Try it: Copy out, unchanged, every line from the start of the records to the line that contains "use std::fmt;", and stop there.

Input material:
● ● ● ●
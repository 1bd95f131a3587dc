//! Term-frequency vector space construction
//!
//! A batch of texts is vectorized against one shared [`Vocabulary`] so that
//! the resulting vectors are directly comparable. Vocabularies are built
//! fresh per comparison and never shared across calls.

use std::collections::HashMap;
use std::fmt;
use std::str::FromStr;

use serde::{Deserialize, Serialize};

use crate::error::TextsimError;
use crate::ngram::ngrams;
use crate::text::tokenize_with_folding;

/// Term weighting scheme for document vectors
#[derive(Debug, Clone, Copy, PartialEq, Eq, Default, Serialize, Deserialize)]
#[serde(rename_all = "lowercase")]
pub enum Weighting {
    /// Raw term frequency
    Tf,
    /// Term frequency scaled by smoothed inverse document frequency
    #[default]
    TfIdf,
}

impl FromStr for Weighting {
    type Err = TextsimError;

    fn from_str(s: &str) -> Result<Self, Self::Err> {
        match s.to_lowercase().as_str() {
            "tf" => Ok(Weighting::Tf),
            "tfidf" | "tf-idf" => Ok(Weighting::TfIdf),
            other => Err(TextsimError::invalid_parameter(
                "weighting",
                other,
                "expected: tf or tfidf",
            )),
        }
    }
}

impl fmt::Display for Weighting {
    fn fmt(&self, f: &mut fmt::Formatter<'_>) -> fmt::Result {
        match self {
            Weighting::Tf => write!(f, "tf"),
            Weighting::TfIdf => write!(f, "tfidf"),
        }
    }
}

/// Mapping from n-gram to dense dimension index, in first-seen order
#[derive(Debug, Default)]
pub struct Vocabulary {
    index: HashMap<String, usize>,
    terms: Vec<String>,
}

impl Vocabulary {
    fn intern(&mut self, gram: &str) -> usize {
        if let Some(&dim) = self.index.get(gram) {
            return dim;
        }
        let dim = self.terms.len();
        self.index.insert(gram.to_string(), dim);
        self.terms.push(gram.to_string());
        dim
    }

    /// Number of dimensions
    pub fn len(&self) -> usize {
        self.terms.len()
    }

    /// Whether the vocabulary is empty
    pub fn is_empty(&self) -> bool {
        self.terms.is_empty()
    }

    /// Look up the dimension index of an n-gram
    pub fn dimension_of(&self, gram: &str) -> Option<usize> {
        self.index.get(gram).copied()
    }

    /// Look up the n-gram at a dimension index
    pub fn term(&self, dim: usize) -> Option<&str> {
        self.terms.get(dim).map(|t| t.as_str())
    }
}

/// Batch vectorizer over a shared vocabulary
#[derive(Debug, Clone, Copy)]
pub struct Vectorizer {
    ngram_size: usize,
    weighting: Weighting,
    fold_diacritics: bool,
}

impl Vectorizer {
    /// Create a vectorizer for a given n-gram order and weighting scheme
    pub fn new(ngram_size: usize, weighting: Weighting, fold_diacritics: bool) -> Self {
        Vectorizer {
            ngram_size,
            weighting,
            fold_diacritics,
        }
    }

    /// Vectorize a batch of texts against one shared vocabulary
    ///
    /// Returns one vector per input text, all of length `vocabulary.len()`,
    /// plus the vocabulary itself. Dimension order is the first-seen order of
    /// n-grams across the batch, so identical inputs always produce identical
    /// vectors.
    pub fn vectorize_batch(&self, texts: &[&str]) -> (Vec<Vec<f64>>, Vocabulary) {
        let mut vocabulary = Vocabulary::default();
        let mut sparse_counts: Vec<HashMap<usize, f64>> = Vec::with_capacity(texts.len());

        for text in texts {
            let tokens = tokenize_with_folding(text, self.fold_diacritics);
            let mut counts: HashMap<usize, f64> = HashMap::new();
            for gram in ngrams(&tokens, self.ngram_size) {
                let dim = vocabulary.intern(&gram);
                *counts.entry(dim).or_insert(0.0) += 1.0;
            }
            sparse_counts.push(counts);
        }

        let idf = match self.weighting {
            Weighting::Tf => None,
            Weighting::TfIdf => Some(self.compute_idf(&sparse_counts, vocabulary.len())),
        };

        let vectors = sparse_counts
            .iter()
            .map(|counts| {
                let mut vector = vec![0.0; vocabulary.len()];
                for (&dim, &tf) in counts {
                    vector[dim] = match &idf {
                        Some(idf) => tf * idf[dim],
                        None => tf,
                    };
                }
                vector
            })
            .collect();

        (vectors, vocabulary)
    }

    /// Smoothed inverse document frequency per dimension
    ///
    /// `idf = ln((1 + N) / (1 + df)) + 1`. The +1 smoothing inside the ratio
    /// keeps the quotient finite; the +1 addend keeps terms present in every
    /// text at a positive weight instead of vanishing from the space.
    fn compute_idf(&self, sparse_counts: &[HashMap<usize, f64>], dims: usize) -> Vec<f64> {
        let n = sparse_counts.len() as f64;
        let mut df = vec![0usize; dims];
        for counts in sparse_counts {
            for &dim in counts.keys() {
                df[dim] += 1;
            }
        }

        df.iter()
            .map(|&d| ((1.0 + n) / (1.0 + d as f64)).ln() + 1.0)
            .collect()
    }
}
● ● ● ●
Reply to the task:
repository 1bd95f131a3587dc
//! Term-frequency vector space construction
//!
//! A batch of texts is vectorized against one shared [`Vocabulary`] so that
//! the resulting vectors are directly comparable. Vocabularies are built
//! fresh per comparison and never shared across calls.

use std::collections::HashMap;
use std::fmt;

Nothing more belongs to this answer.